Saved entries:
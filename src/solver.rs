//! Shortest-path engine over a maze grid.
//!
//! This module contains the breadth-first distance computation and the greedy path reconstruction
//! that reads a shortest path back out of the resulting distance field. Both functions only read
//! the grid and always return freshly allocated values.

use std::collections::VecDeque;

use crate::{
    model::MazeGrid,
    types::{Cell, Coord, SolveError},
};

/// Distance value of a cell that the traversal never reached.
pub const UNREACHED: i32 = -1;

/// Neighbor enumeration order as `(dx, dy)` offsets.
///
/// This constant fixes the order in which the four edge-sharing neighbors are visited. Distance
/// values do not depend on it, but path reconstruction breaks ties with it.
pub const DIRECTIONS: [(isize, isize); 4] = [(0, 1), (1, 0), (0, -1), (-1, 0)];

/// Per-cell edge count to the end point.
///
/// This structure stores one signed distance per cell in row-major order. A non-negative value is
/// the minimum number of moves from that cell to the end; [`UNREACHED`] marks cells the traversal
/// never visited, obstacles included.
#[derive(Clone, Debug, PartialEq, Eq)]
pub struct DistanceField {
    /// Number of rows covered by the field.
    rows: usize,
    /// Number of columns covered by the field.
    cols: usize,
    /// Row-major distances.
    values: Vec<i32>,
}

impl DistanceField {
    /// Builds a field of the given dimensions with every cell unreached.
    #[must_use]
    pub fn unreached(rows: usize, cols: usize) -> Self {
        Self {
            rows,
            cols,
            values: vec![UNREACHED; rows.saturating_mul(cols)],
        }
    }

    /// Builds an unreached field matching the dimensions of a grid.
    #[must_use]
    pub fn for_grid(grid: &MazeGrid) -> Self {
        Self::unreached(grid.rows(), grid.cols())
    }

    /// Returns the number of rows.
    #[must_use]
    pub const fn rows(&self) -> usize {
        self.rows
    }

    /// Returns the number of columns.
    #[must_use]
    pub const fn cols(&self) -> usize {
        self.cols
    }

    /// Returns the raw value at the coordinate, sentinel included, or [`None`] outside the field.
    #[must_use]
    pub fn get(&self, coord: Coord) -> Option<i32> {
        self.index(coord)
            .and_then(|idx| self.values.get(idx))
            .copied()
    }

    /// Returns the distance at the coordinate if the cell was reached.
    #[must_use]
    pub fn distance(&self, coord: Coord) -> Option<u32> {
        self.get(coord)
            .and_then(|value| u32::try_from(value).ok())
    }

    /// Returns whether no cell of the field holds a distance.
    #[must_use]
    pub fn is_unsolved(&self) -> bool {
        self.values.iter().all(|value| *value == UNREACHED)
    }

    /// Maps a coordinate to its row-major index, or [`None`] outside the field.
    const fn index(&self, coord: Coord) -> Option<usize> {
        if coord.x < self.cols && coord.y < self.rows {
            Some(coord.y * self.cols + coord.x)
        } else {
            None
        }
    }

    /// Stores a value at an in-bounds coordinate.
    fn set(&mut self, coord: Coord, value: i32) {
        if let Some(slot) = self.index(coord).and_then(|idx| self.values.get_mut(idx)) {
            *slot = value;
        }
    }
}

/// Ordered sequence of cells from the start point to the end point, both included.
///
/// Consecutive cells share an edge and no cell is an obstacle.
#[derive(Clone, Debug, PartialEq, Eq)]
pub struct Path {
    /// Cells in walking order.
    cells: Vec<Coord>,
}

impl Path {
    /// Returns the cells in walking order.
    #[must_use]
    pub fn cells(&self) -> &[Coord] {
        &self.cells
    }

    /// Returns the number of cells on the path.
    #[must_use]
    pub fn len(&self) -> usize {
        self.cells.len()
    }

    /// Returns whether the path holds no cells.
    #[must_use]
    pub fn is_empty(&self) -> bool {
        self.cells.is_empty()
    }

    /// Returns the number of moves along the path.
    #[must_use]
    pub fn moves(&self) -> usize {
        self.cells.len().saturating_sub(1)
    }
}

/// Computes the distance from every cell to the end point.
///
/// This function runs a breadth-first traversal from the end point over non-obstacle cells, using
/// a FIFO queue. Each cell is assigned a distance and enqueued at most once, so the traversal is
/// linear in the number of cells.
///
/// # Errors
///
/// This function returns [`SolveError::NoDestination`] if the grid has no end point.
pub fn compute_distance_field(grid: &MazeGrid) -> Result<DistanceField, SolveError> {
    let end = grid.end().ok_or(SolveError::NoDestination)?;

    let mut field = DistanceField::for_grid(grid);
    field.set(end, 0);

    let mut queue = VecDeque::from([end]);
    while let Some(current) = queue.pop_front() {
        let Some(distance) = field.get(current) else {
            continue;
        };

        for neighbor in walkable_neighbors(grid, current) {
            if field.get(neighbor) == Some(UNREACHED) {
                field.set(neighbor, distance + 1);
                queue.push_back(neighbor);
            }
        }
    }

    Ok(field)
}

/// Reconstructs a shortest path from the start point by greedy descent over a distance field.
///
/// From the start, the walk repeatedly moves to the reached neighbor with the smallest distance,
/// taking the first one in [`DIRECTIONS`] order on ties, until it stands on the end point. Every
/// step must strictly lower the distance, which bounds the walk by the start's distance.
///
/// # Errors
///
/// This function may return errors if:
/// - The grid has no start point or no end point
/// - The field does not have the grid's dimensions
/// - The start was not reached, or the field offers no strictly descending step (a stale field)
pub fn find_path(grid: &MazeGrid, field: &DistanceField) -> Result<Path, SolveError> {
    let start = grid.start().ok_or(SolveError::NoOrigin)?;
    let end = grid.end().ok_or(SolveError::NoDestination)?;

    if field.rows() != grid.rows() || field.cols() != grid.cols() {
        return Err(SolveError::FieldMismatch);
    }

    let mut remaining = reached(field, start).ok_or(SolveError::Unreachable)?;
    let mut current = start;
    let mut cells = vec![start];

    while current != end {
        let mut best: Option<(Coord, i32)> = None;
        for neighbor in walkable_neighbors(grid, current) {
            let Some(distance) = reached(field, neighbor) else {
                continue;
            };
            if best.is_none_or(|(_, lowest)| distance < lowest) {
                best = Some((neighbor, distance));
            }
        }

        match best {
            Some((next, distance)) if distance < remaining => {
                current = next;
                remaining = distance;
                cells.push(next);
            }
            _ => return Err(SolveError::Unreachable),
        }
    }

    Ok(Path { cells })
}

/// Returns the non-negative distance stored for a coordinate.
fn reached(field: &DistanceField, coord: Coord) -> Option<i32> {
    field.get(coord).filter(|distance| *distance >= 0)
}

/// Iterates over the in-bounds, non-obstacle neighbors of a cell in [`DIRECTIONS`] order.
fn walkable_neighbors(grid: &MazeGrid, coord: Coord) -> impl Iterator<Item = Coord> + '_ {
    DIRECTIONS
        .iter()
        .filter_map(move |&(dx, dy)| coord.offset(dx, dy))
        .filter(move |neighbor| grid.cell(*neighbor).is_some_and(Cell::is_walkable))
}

What this task involves:
Count the lines above in which the string "moves" occurs. Give that number and nothing else.

Exercise answer:
4